# what pad do you use?



## dynamite. (Jun 21, 2008)

I am in need of a new pad for willow. Right now, I have an air ride SMX pad by pro choice, but it is so long and stiff and it rubs the hair on her croup area and makes it all yucky. I was thinking the charmayne james barrel version of this pad, because it is a bit smaller, but I heard these pads are just as stiff and crappy. I have heard that wool and felt pads are great, but I don't know much about them. I was just wondering what everyone uses and what you think of them. I heard those 5 star pads are great but they are expensive and the closest dealer is 2 provinces away. :-(


----------



## Tennessee (Dec 7, 2008)

I have three Charmayne James Barrel Saddle Pads and they are excellent. I would suggest them to anybody. Flashy and well built. Can't get much better than that.


----------



## I love Arabs (Nov 19, 2009)

I use an ESP mermory foam pad. They are pretty expensive but never wear out. You can use them on multiple horses because the memory foam just pops right back up! The one I have is 30" long and I have 3 short back horses. The pads can come in plain black or they will have a "cover pad" type cover haha thats a good description, sorry  I REALLY like them. Forgot to add, they come in square skirt or round skirt (the black ones are on round and sqare, the others come in square only)


----------



## iridehorses (Oct 22, 2007)

I've used a lot of different pads over the years including the Professional Choice pads. The best I've ever used, and the one I'm currently using, is a 7/8 5 Star. I tried the knockoffs and found them to be junk, they just didn't hold up. 

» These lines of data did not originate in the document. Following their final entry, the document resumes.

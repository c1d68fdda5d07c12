use std::error::Error;
use std::path::Path;

use vergen::{BuildBuilder, CargoBuilder, Emitter, RustcBuilder};
use vergen_git2::Git2Builder;

// Emits VERGEN_* build metadata logged by the registry host at startup.
fn main() -> Result<(), Box<dyn Error>> {
    println!("cargo:rerun-if-changed=build.rs");

    let build = BuildBuilder::all_build()?;
    let cargo = CargoBuilder::all_cargo()?;
    let rustc = RustcBuilder::all_rustc()?;

    let mut emitter = Emitter::default();
    emitter
        .add_instructions(&build)?
        .add_instructions(&cargo)?
        .add_instructions(&rustc)?;

    // Source tarballs have no repository; git fields are then simply absent.
    if Path::new(".git").exists() {
        println!("cargo:rerun-if-changed=.git/HEAD");
        let git = Git2Builder::all_git()?;
        emitter.add_instructions(&git)?;
    }

    emitter.emit()?;
    Ok(())
}
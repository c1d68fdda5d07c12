// Copyright (c) 2026 Amunchain
// Licensed under the Apache License, Version 2.0 (the "License");
// you may not use this file except in compliance with the License.
// You may obtain a copy of the License at
//     http://www.apache.org/licenses/LICENSE-2.0
// Unless required by applicable law or agreed to in writing, software
// distributed under the License is distributed on an "AS IS" BASIS,
// WITHOUT WARRANTIES OR CONDITIONS OF ANY KIND, either express or implied.
// See the License for the specific language governing permissions and
// limitations under the License.

#![forbid(unsafe_code)]

//! Device registry: which device identifiers are known.

use super::RegistryError;
use crate::core::state::{KvOp, LedgerStore};
use crate::core::types::{decode_canonical_limited, encode_canonical, DeviceEntry, DeviceId};

pub(crate) const DEVICE_PREFIX: &[u8] = b"devices/";

/// Entries are a single bool; anything bigger is corrupt.
const MAX_DEVICE_ENTRY_BYTES: usize = 16;

pub(crate) fn device_key(device: &DeviceId) -> Result<Vec<u8>, RegistryError> {
    let mut key = DEVICE_PREFIX.to_vec();
    key.extend_from_slice(&encode_canonical(device)?);
    Ok(key)
}

/// View over the device table.
pub struct DeviceRegistry<'a, S: LedgerStore + ?Sized> {
    store: &'a S,
}

impl<'a, S: LedgerStore + ?Sized> DeviceRegistry<'a, S> {
    /// Bind to a store.
    pub fn new(store: &'a S) -> Self {
        Self { store }
    }

    /// Mark `device` as existing. Re-registering is a successful no-op overwrite.
    ///
    /// Returns whether the device was already known.
    pub fn register(&self, device: &DeviceId) -> Result<bool, RegistryError> {
        let known = self.exists(device)?;
        let value = encode_canonical(&DeviceEntry { exists: true })?;
        self.store.commit_atomic(vec![KvOp::Put {
            key: device_key(device)?,
            value,
        }])?;
        Ok(known)
    }

    /// Pure lookup.
    pub fn exists(&self, device: &DeviceId) -> Result<bool, RegistryError> {
        let Some(raw) = self.store.get(&device_key(device)?)? else {
            return Ok(false);
        };
        let entry: DeviceEntry = decode_canonical_limited(&raw, MAX_DEVICE_ENTRY_BYTES)?;
        Ok(entry.exists)
    }
}
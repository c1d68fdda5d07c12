// Copyright (c) 2026 Amunchain
// Licensed under the Apache License, Version 2.0 (the "License");
// you may not use this file except in compliance with the License.
// You may obtain a copy of the License at
//     http://www.apache.org/licenses/LICENSE-2.0
// Unless required by applicable law or agreed to in writing, software
// distributed under the License is distributed on an "AS IS" BASIS,
// WITHOUT WARRANTIES OR CONDITIONS OF ANY KIND, either express or implied.
// See the License for the specific language governing permissions and
// limitations under the License.

#![forbid(unsafe_code)]

//! Association index: per-device, append-only list of alert ids.
//!
//! Every link is its own entry, so appends are O(1) and no stored value grows:
//!
//! ```text
//! assoc/len/<device>          -> u64 link count
//! assoc/link/<device><seq BE> -> AlertId
//! ```
//!
//! The canonical device encoding is self-delimiting, so one device's link prefix is
//! never a prefix of another device's keys.

use super::alerts::AlertStore;
use super::devices::DeviceRegistry;
use super::{Entity, RegistryError};
use crate::core::state::{KvOp, LedgerStore};
use crate::core::types::{
    decode_canonical_limited, encode_canonical, AlertId, DeviceAlerts, DeviceId,
};

pub(crate) const ASSOC_PREFIX: &[u8] = b"assoc/";
const LEN_PREFIX: &[u8] = b"assoc/len/";
const LINK_PREFIX: &[u8] = b"assoc/link/";

/// Both the count and each link are a single fixint u64.
const MAX_ENTRY_BYTES: usize = 8;

pub(crate) fn len_key(device: &DeviceId) -> Result<Vec<u8>, RegistryError> {
    let mut key = LEN_PREFIX.to_vec();
    key.extend_from_slice(&encode_canonical(device)?);
    Ok(key)
}

pub(crate) fn link_prefix(device: &DeviceId) -> Result<Vec<u8>, RegistryError> {
    let mut key = LINK_PREFIX.to_vec();
    key.extend_from_slice(&encode_canonical(device)?);
    Ok(key)
}

pub(crate) fn link_key(device: &DeviceId, seq: u64) -> Result<Vec<u8>, RegistryError> {
    let mut key = link_prefix(device)?;
    key.extend_from_slice(&seq.to_be_bytes());
    Ok(key)
}

pub(crate) fn decode_entry(raw: &[u8]) -> Result<u64, RegistryError> {
    Ok(decode_canonical_limited(raw, MAX_ENTRY_BYTES)?)
}

/// View over the device -> alerts table.
pub struct AssociationIndex<'a, S: LedgerStore + ?Sized> {
    store: &'a S,
}

impl<'a, S: LedgerStore + ?Sized> AssociationIndex<'a, S> {
    /// Bind to a store.
    pub fn new(store: &'a S) -> Self {
        Self { store }
    }

    /// Number of links recorded for `device`.
    pub fn link_count(&self, device: &DeviceId) -> Result<u64, RegistryError> {
        match self.store.get(&len_key(device)?)? {
            None => Ok(0),
            Some(raw) => decode_entry(&raw),
        }
    }

    /// Link `alert` to `device`.
    ///
    /// The alert is checked before the device: when both are missing the error is
    /// `NotFound(Alert)`. Linking the same pair twice appends a second entry.
    pub fn associate(&self, alert: AlertId, device: &DeviceId) -> Result<(), RegistryError> {
        if !AlertStore::new(self.store).exists(alert)? {
            return Err(RegistryError::NotFound(Entity::Alert));
        }
        if !DeviceRegistry::new(self.store).exists(device)? {
            return Err(RegistryError::NotFound(Entity::Device));
        }

        let seq = self.link_count(device)?;
        self.store.commit_atomic(vec![
            KvOp::Put {
                key: link_key(device, seq)?,
                value: encode_canonical(&alert)?,
            },
            KvOp::Put {
                key: len_key(device)?,
                value: encode_canonical(&seq.saturating_add(1))?,
            },
        ])?;
        Ok(())
    }

    /// Alerts linked to `device`, in link order; empty for unknown or unlinked devices.
    pub fn get(&self, device: &DeviceId) -> Result<DeviceAlerts, RegistryError> {
        let links = self.store.scan_prefix(&link_prefix(device)?)?;
        let alert_ids = links
            .iter()
            .map(|(_, v)| decode_entry(v).map(AlertId))
            .collect::<Result<Vec<_>, _>>()?;
        Ok(DeviceAlerts { alert_ids })
    }
}

#[cfg(test)]
mod tests {
    use super::*;
    use crate::core::state::MemoryState;
    use crate::core::types::{AlertDraft, BlockHeight, ExecContext, Principal};

    fn seeded() -> (MemoryState, AlertId, DeviceId) {
        let st = MemoryState::new();
        let ctx = ExecContext::new(BlockHeight(5), Principal("ST1".to_string()));
        let id = AlertStore::new(&st)
            .create(AlertDraft::new("t", "d", "medium"), &ctx)
            .unwrap();
        let dev = DeviceId::from(1);
        DeviceRegistry::new(&st).register(&dev).unwrap();
        (st, id, dev)
    }

    #[test]
    fn missing_alert_wins_over_missing_device() {
        let (st, _, _) = seeded();
        let idx = AssociationIndex::new(&st);
        let err = idx.associate(AlertId(999), &DeviceId::from(999)).unwrap_err();
        assert!(matches!(err, RegistryError::NotFound(Entity::Alert)));
    }

    #[test]
    fn missing_device_rejected_without_writes() {
        let (st, id, _) = seeded();
        let before = st.len().unwrap();
        let idx = AssociationIndex::new(&st);
        let err = idx.associate(id, &DeviceId::from(999)).unwrap_err();
        assert!(matches!(err, RegistryError::NotFound(Entity::Device)));
        assert_eq!(st.len().unwrap(), before);
        assert!(idx.get(&DeviceId::from(999)).unwrap().alert_ids.is_empty());
    }

    #[test]
    fn duplicate_links_are_kept_in_order() {
        let (st, id, dev) = seeded();
        let idx = AssociationIndex::new(&st);
        idx.associate(id, &dev).unwrap();
        idx.associate(id, &dev).unwrap();
        assert_eq!(idx.get(&dev).unwrap().alert_ids, vec![id, id]);
        assert_eq!(idx.link_count(&dev).unwrap(), 2);
    }

    #[test]
    fn unlinked_device_reads_empty() {
        let (st, _, dev) = seeded();
        let idx = AssociationIndex::new(&st);
        assert_eq!(idx.get(&dev).unwrap(), DeviceAlerts::default());
    }

    #[test]
    fn stored_values_stay_bounded_as_links_grow() {
        let (st, id, dev) = seeded();
        let idx = AssociationIndex::new(&st);
        for _ in 0..2_000 {
            idx.associate(id, &dev).unwrap();
        }

        let entries = st.scan_prefix(ASSOC_PREFIX).unwrap();
        assert_eq!(entries.len(), 2_001);
        assert!(entries.iter().all(|(_, v)| v.len() <= MAX_ENTRY_BYTES));

        let got = idx.get(&dev).unwrap();
        assert_eq!(got.alert_ids.len(), 2_000);
        assert!(got.alert_ids.iter().all(|a| *a == id));
    }

    #[test]
    fn links_of_similar_devices_do_not_mix() {
        let (st, id, _) = seeded();
        let devices = DeviceRegistry::new(&st);
        let short = DeviceId::from("SN-1");
        let long = DeviceId::from("SN-10");
        devices.register(&short).unwrap();
        devices.register(&long).unwrap();

        let idx = AssociationIndex::new(&st);
        idx.associate(id, &long).unwrap();
        assert!(idx.get(&short).unwrap().alert_ids.is_empty());
        assert_eq!(idx.get(&long).unwrap().alert_ids, vec![id]);
    }
}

I got mine for $160 and I figure if I get 5 years from it, that's only a little over $30 per year. I found that the difference it makes in my saddle fit and my horse's attitude, it was well worth the price. I ride ~15-18 hours per week on average (more in the warmer 3 seasons and less in the winter) so I want pad that will hold up and make my horse comfortable.


----------



## Pro (Apr 23, 2009)

I also use 5 star pads. I love them. I've had mine 1 year and used it about 20ish hours a week in the winter and way more through the year and it still looks brand new. I really like how they come soft and ready fit to the horses back.


----------



## Colorado Dobes (Nov 12, 2008)

5 star pads are well worth the money. I buy mine from the nicest lady you could ever hope to meet in Montana. She can have whatever you want custom made. If you're interested, PM me. I know she is running Christmas specials right now. My cousin just got an AWESOME price on her pad and it is totally custom.


----------



## nrhareiner (Jan 11, 2009)

Over the years I have used many different brands and type of pads and have found Classic Equine to be the best. At least for my reiners. They hold up well help keep the horses from getting sore and so on.


----------



## reining girl (Jan 30, 2009)

i love classic equine saddle pads, they are well well worth the money. I also love the impact gel pads, there awsome, and they last forever. I have had mine for 5 years and it still looks new.


----------



## Colorado Dobes (Nov 12, 2008)

I have a Classic Equiine ESP and I think the quality of my pad is terrible. The wear leathers started coming unstitched in the first 5-10 uses.


----------



## jesredneck98 (Dec 11, 2009)

IMPACT GEL. I have used everything that I could find. Pro Choice does a great job with technology and studies on their pads so for the right horse and rider they are great. You have to find out what works for you but I love my impact gel. You can find them on line and order them. I will tell you that they are expensive but they last along time and work really good for most horses. Good luck would like to hear what you pick.


----------



## BuckOff41570 (Nov 15, 2008)

I've used Pro choice and hate them. They break down too quickly for the amount of money. I've had the Classic Equine ESP pad before. I really liked it. Used it for 4 years and it still hasnt broken down. The down fall is that for a horse that's a sweater... like mine... it didnt breath very well. So for him I switched to the OrthoEquine pad. (I guess you guys may know them as the Team Steinhoff pads) They were nice enough to give one to me. I've really liked it so far. The inserts can be removed so that the saddle pad dries quickly and it still has a "memory foam" inserts inside the cloth sleeves. Breathes much better and much easier to take care of.

I've heard a lot of good from the 5 star pads and the Cutter pads. I know Cutter pads last FOREVER but I really dislike them as far as the wool pads. Mine would never dry out as both of my horses are sweaters.


----------



## dynamite. (Jun 21, 2008)

^ Really? Dang it ... mom just ordered me one for Christmas. I think I'll look into getting a 5 star as my next one.


----------



## Ridehorses99 (Dec 23, 2009)

I bought my first SaddleRight pad 4 years ago and it still looks great. they are wool / felt, thinner weight so you can still feel the horse under you, very well made, and orthopedic construction. I now have one for each of my horses. As a matter of fact, I am so sold on the pads that I now sell them.


----------



## Vidaloco (Sep 14, 2007)

I looked at Saddlerights, 5 star and even ordered a Thinline pad that I returned. I'm currently using a Clinton Anderson PRS pad on Vida and love it. I used a Skito pad for years and still use it on Saro. Both are really great pads. I love my Skito best because I can remove the inside and wash the outside. It always comes out looking brand new. My husband liked my PRS so well he bought one of his own :lol:


----------



## xEquestrianx (Aug 30, 2009)

I have a Charmayne James Ortho-Sport SMx and I love it! I would def. reccommend it too. It has the fill in behind thes shoulders and spine + kidney relief....I really like it.


----------